If you have a file, you might want to view its contents. In this topic, you'll learn different ways to read files in Python.
Read file
To read the file, first we need to open it in the reading mode. Now that the file is opened, how does the actual reading part go? Let's first choose a file that we want to read. So, imagine we have a file called 'animals.txt' that looks like this:
Dog
Cat
Rabbit
Sea turtle
Penguin
To read the file, you can:
- use the
read(size)method; - use the
readline(size)method; - use the
readlines()method; - iterate over the lines with a
forloop.
The first three ways are special file object methods while the last one is a general Python loop.
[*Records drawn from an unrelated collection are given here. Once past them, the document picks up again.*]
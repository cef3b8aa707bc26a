//! The placement driver (C8): the event loop that polls down, intra,
//! and broadcast traffic, maintains each record's channel id, consults
//! the suspension tree, dispatches to analyses, and forwards records
//! upward. See §4.6.

use std::collections::{HashMap, HashSet};
use std::sync::Arc;
use std::time::{Duration, Instant};

use bytes::{BufMut, Bytes};
use gti_channel::{ChannelId, SubId};
use gti_protocol::{ChannelIndex, Completion, Protocol, WILDCARD};
use gti_record::RecordDescriptorRef;
use gti_strategy::buffer::{is_aggregate, AggregateBuffer, BufferPool};
use gti_strategy::{DownStrategy, IntraStrategy, UpStrategy};
use gti_suspend::SuspensionTree;

use crate::analysis::{Analysis, AnalysisOutcome};
use crate::error::{Error, Result};
use crate::flood::{Direction, FloodControl};
use crate::panic::PanicReceiver;

/// Static identity and control-record wiring for one place. Grouped
/// apart from the protocol/strategy handles since it is plain data
/// rather than something with its own lifecycle.
pub struct PlaceConfig {
    pub place_id: u32,
    pub layer: u32,
    /// Number of children feeding this place from the layer below —
    /// the fan-in `get_updated_channel_id` stamps onto each arriving
    /// record's new channel-id level.
    pub channel_fan_in: u32,
    pub finalize_uid: u64,
    pub panic_uid: u64,
    /// Record uids declared out-of-order: they bypass the suspension
    /// tree and are delivered immediately (§5 "Ordering guarantees").
    pub out_of_order_uids: HashSet<u64>,
    pub recv_buf_capacity: usize,
    pub timeout_interval: Duration,
}

/// The three protocol handles a place receives on, and the three
/// strategies it sends through. Bundled together since `Place::new`
/// would otherwise take ten-odd positional arguments.
pub struct PlaceIo {
    pub down_protocol: Arc<dyn Protocol>,
    pub broadcast_protocol: Arc<dyn Protocol>,
    pub intra_protocol: Arc<dyn Protocol>,
    pub up: Arc<dyn UpStrategy>,
    pub down: Arc<dyn DownStrategy>,
    pub intra: Arc<dyn IntraStrategy>,
}

#[derive(Debug, Clone, Copy, PartialEq, Eq)]
pub enum StepOutcome {
    Idle,
    Dispatched,
}

pub struct Place {
    config: PlaceConfig,
    io: PlaceIo,
    suspension: SuspensionTree,
    flood: FloodControl,
    /// Backs the `Bytes` an incoming aggregate frame is copied into so
    /// `AggregateBuffer::pooled` has somewhere real to recycle its
    /// storage to once every record inside has been dispatched.
    agg_pool: Arc<BufferPool>,
    panic_receiver: Arc<PanicReceiver>,
    descriptors: HashMap<u64, RecordDescriptorRef>,
    analyses: Vec<Box<dyn Analysis>>,
    uid_index: HashMap<u64, usize>,

    down_recv: Option<gti_protocol::RequestId>,
    broadcast_recv: Option<gti_protocol::RequestId>,
    intra_recv: Option<gti_protocol::RequestId>,

    remaining_children: u32,
    shutdown_ready: bool,
    started: bool,
    last_timeout: Instant,
}

impl Place {
    pub fn new(
        config: PlaceConfig,
        io: PlaceIo,
        panic_receiver: Arc<PanicReceiver>,
        descriptors: HashMap<u64, RecordDescriptorRef>,
        analyses: Vec<Box<dyn Analysis>>,
    ) -> Self {
        let mut uid_index = HashMap::new();
        for (index, analysis) in analyses.iter().enumerate() {
            uid_index.insert(analysis.uid(), index);
            for secondary in analysis.secondary_uids() {
                uid_index.insert(secondary, index);
            }
        }

        let mut flood = FloodControl::new();
        flood.register(Direction::Down, WILDCARD);
        flood.register(Direction::Intra, WILDCARD);
        flood.register(Direction::Broadcast, WILDCARD);
        flood.register(Direction::Up, WILDCARD);

        let remaining_children = config.channel_fan_in;
        let agg_pool = BufferPool::new(config.recv_buf_capacity);
        Place {
            config,
            io,
            suspension: SuspensionTree::new(),
            flood,
            agg_pool,
            panic_receiver,
            descriptors,
            analyses,
            uid_index,
            down_recv: None,
            broadcast_recv: None,
            intra_recv: None,
            remaining_children,
            shutdown_ready: false,
            started: false,
            last_timeout: Instant::now(),
        }
    }

    /// Runs the driver to completion: one dedicated-thread `loop` per
    /// §4.6's "one logical worker" model, exiting once a finalize
    /// broadcast has been observed and propagated, or on a fatal error.
    pub fn run(&mut self) -> Result<()> {
        loop {
            if self.shutdown_ready {
                return self.shutdown();
            }
            let span = tracing::info_span!("place_step", place_id = self.config.place_id, layer = self.config.layer);
            let _enter = span.enter();
            match self.step() {
                Ok(_) => self.started = true,
                Err(Error::Protocol(gti_protocol::Error::NotInitialized)) if self.started => {
                    tracing::warn!("peer lost after startup; propagating panic");
                    self.panic_receiver.broadcast_panic();
                    let _ = self.shutdown();
                    return Err(Error::PeerLost {
                        place_id: self.config.place_id,
                    });
                }
                Err(e) => return Err(e),
            }
            self.maybe_timeout()?;
        }
    }

    /// One iteration of the driver: select a direction via flood
    /// control, poll it, and dispatch on arrival.
    pub fn step(&mut self) -> Result<StepOutcome> {
        let Some((direction, channel)) = self.flood.select() else {
            return Ok(StepOutcome::Idle);
        };
        let outcome = match direction {
            Direction::Down => self.poll_down()?,
            Direction::Intra => self.poll_intra()?,
            Direction::Broadcast => self.poll_broadcast()?,
            Direction::Up => {
                self.io.up.test()?;
                StepOutcome::Idle
            }
        };
        match outcome {
            StepOutcome::Dispatched => self.flood.mark_good(direction, channel),
            StepOutcome::Idle => self.flood.mark_bad(direction, channel),
        }
        Ok(outcome)
    }

    fn poll_down(&mut self) -> Result<StepOutcome> {
        let req = match self.down_recv {
            Some(req) => req,
            None => {
                let buf = vec![0u8; self.config.recv_buf_capacity];
                let req = self.io.down_protocol.irecv(buf, WILDCARD)?;
                self.down_recv = Some(req);
                req
            }
        };
        match self.io.down_protocol.test(req)? {
            Some(Completion::Received { buf, len, from }) => {
                self.down_recv = None;
                self.handle_down_message(&buf[..len], from)?;
                Ok(StepOutcome::Dispatched)
            }
            _ => Ok(StepOutcome::Idle),
        }
    }

    fn poll_broadcast(&mut self) -> Result<StepOutcome> {
        let req = match self.broadcast_recv {
            Some(req) => req,
            None => {
                let buf = vec![0u8; self.config.recv_buf_capacity];
                let req = self.io.broadcast_protocol.irecv(buf, WILDCARD)?;
                self.broadcast_recv = Some(req);
                req
            }
        };
        match self.io.broadcast_protocol.test(req)? {
            Some(Completion::Received { buf, len, .. }) => {
                self.broadcast_recv = None;
                self.handle_broadcast(&buf[..len])?;
                Ok(StepOutcome::Dispatched)
            }
            _ => Ok(StepOutcome::Idle),
        }
    }

    fn poll_intra(&mut self) -> Result<StepOutcome> {
        let req = match self.intra_recv {
            Some(req) => req,
            None => {
                let buf = vec![0u8; self.config.recv_buf_capacity];
                let req = self.io.intra_protocol.irecv(buf, WILDCARD)?;
                self.intra_recv = Some(req);
                req
            }
        };
        match self.io.intra_protocol.test(req)? {
            Some(Completion::Received { buf, len, .. }) => {
                self.intra_recv = None;
                self.handle_intra(&buf[..len])?;
                Ok(StepOutcome::Dispatched)
            }
            _ => Ok(StepOutcome::Idle),
        }
    }

    /// Entry point for a message arriving from a child: either a single
    /// record (the common case) or an aggregate a `Threaded{Up,Down}`
    /// peer batched several records into (§4.3), each of which is itself
    /// a whole record as the driver would have received it standalone.
    fn handle_down_message(&mut self, buf: &[u8], from: ChannelIndex) -> Result<()> {
        if !is_aggregate(buf) {
            return self.dispatch_down_record(buf, from);
        }
        let mut pooled = self.agg_pool.acquire();
        pooled.put_slice(buf);
        let aggregate = AggregateBuffer::pooled(pooled.freeze(), self.agg_pool.clone());
        for record in aggregate.records() {
            self.dispatch_down_record(record, from)?;
        }
        Ok(())
    }

    /// Steps 5-9 of §4.6's pseudo-contract for one record arriving from
    /// a child.
    fn dispatch_down_record(&mut self, buf: &[u8], from: ChannelIndex) -> Result<()> {
        let (mut channel_id, consumed) = ChannelId::decode(buf)?;
        channel_id.push(SubId::rank(from, self.config.channel_fan_in));
        let payload = &buf[consumed..];
        let uid = gti_record::extract_uid(payload)?;
        let is_finalizer = uid == self.config.finalize_uid;
        let is_out_of_order = self.config.out_of_order_uids.contains(&uid);

        if is_finalizer {
            self.remaining_children = self.remaining_children.saturating_sub(1);
            if self.remaining_children > 0 {
                return Ok(());
            }
            while !self.io.intra.communication_finished() {
                self.io.intra.test()?;
            }
        }

        let (node, any_suspended, any_nonempty) = self.suspension.get_node(&channel_id);
        if (any_suspended || any_nonempty) && !is_out_of_order {
            self.suspension.enqueue(channel_id, payload.to_vec());
            self.flood.note_buffered(Direction::Down, WILDCARD);
            return Ok(());
        }

        self.dispatch(node, &channel_id, payload, uid)?;
        if is_finalizer {
            self.shutdown_ready = true;
        }
        Ok(())
    }

    fn handle_broadcast(&mut self, buf: &[u8]) -> Result<()> {
        let uid = gti_record::extract_uid(buf)?;
        if uid == self.config.panic_uid {
            self.panic_receiver.broadcast_panic();
            return Ok(());
        }
        if uid == self.config.finalize_uid {
            self.shutdown_ready = true;
            return Ok(());
        }
        let channel_id = ChannelId::new();
        let (node, _, _) = self.suspension.get_node(&channel_id);
        self.dispatch(node, &channel_id, buf, uid)
    }

    fn handle_intra(&mut self, buf: &[u8]) -> Result<()> {
        let uid = gti_record::extract_uid(buf)?;
        let channel_id = ChannelId::new();
        let (node, _, _) = self.suspension.get_node(&channel_id);
        self.dispatch(node, &channel_id, buf, uid)
    }

    /// Dispatches one already-admitted record to its owning analysis and
    /// reacts to the outcome: forward, suspend, or unsuspend-and-drain.
    fn dispatch(&mut self, node: gti_suspend::NodeId, channel_id: &ChannelId, payload: &[u8], uid: u64) -> Result<()> {
        let Some(&index) = self.uid_index.get(&uid) else {
            tracing::warn!(uid, "no analysis registered for this record uid; dropping");
            return Ok(());
        };
        let Some(descriptor) = self.descriptors.get(&uid).cloned() else {
            tracing::warn!(uid, "no record descriptor registered; dropping");
            return Ok(());
        };
        let record = gti_record::deserialize(descriptor, payload)?;
        let outcome = self.analyses[index].handle(channel_id, &record);
        tracing::debug!(uid, %channel_id, ?outcome, "dispatched record");

        match outcome {
            AnalysisOutcome::Done => {}
            AnalysisOutcome::Forward => {
                self.forward_upward(channel_id, payload)?;
            }
            AnalysisOutcome::Waiting => {
                self.suspension.set_suspension(node, true, channel_id);
            }
            AnalysisOutcome::Success { released } => {
                self.suspension.set_suspension(node, false, channel_id);
                for channel in &released {
                    let (released_node, _, _) = self.suspension.get_node(channel);
                    self.suspension.set_suspension(released_node, false, channel);
                }
                self.drain_queue()?;
            }
            AnalysisOutcome::Failure(reason) => {
                return Err(Error::AnalysisFailure { uid, reason });
            }
        }
        Ok(())
    }

    fn forward_upward(&self, channel_id: &ChannelId, payload: &[u8]) -> Result<()> {
        let mut framed = channel_id.encode();
        framed.extend_from_slice(payload);
        self.io.up.send(Bytes::from(framed))?;
        Ok(())
    }

    /// Redelivers every record the suspension tree will now release,
    /// following the same dispatch path as a fresh arrival.
    fn drain_queue(&mut self) -> Result<()> {
        while let Some((data, channel_id)) = self.suspension.get_queued_record() {
            self.flood.note_drained(Direction::Down, WILDCARD);
            let uid = gti_record::extract_uid(&data)?;
            let (node, _, _) = self.suspension.get_node(&channel_id);
            self.dispatch(node, &channel_id, &data, uid)?;
        }
        Ok(())
    }

    /// Forces the timeout sweep `run()` otherwise performs once per loop
    /// iteration, regardless of how much time has actually elapsed.
    /// Exposed so embedders driving `step()` directly (tests, a custom
    /// scheduler) can exercise §4.5's timeout-abort path without
    /// entering the blocking `run()` loop.
    pub fn force_timeout(&mut self) -> Result<()> {
        self.last_timeout = Instant::now() - self.config.timeout_interval;
        self.maybe_timeout()
    }

    fn maybe_timeout(&mut self) -> Result<()> {
        if self.last_timeout.elapsed() < self.config.timeout_interval {
            return Ok(());
        }
        self.last_timeout = Instant::now();
        let mut released = Vec::new();
        for analysis in &mut self.analyses {
            released.extend(analysis.timeout());
        }
        for channel in &released {
            let (node, _, _) = self.suspension.get_node(channel);
            self.suspension.set_suspension(node, false, channel);
        }
        if !released.is_empty() {
            self.drain_queue()?;
        }
        Ok(())
    }

    fn shutdown(&mut self) -> Result<()> {
        tracing::info!(place_id = self.config.place_id, "shutting down");
        self.io.down.shutdown(true, true)?;
        while !self.io.intra.communication_finished() {
            self.io.intra.test()?;
        }
        self.io.up.shutdown(true, true)?;
        let root = ChannelId::new();
        for analysis in &mut self.analyses {
            analysis.notify_finalize(&root);
        }
        Ok(())
    }
}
Let's go over them one by one.
read()
read(size) reads the size bytes of a file. If the parameter isn't specified, the whole file is read into a single variable. So, this is what we'll get if we apply it to our file:
file = open('animals.txt', 'r')
print(file.read())
# The output:
# Dog
# Cat
# Rabbit
# Sea turtle
# Penguin
file.close()readline()
readline(size) is similar to read(size) but it reads size bytes from a single line, not the whole file. Lines in files are separated by newline escape sequences: '\n', '\r' or '\r\n'. We'll settle on '\n' in this topic. Yet, keep in mind that this escape sequence depends on your operating system.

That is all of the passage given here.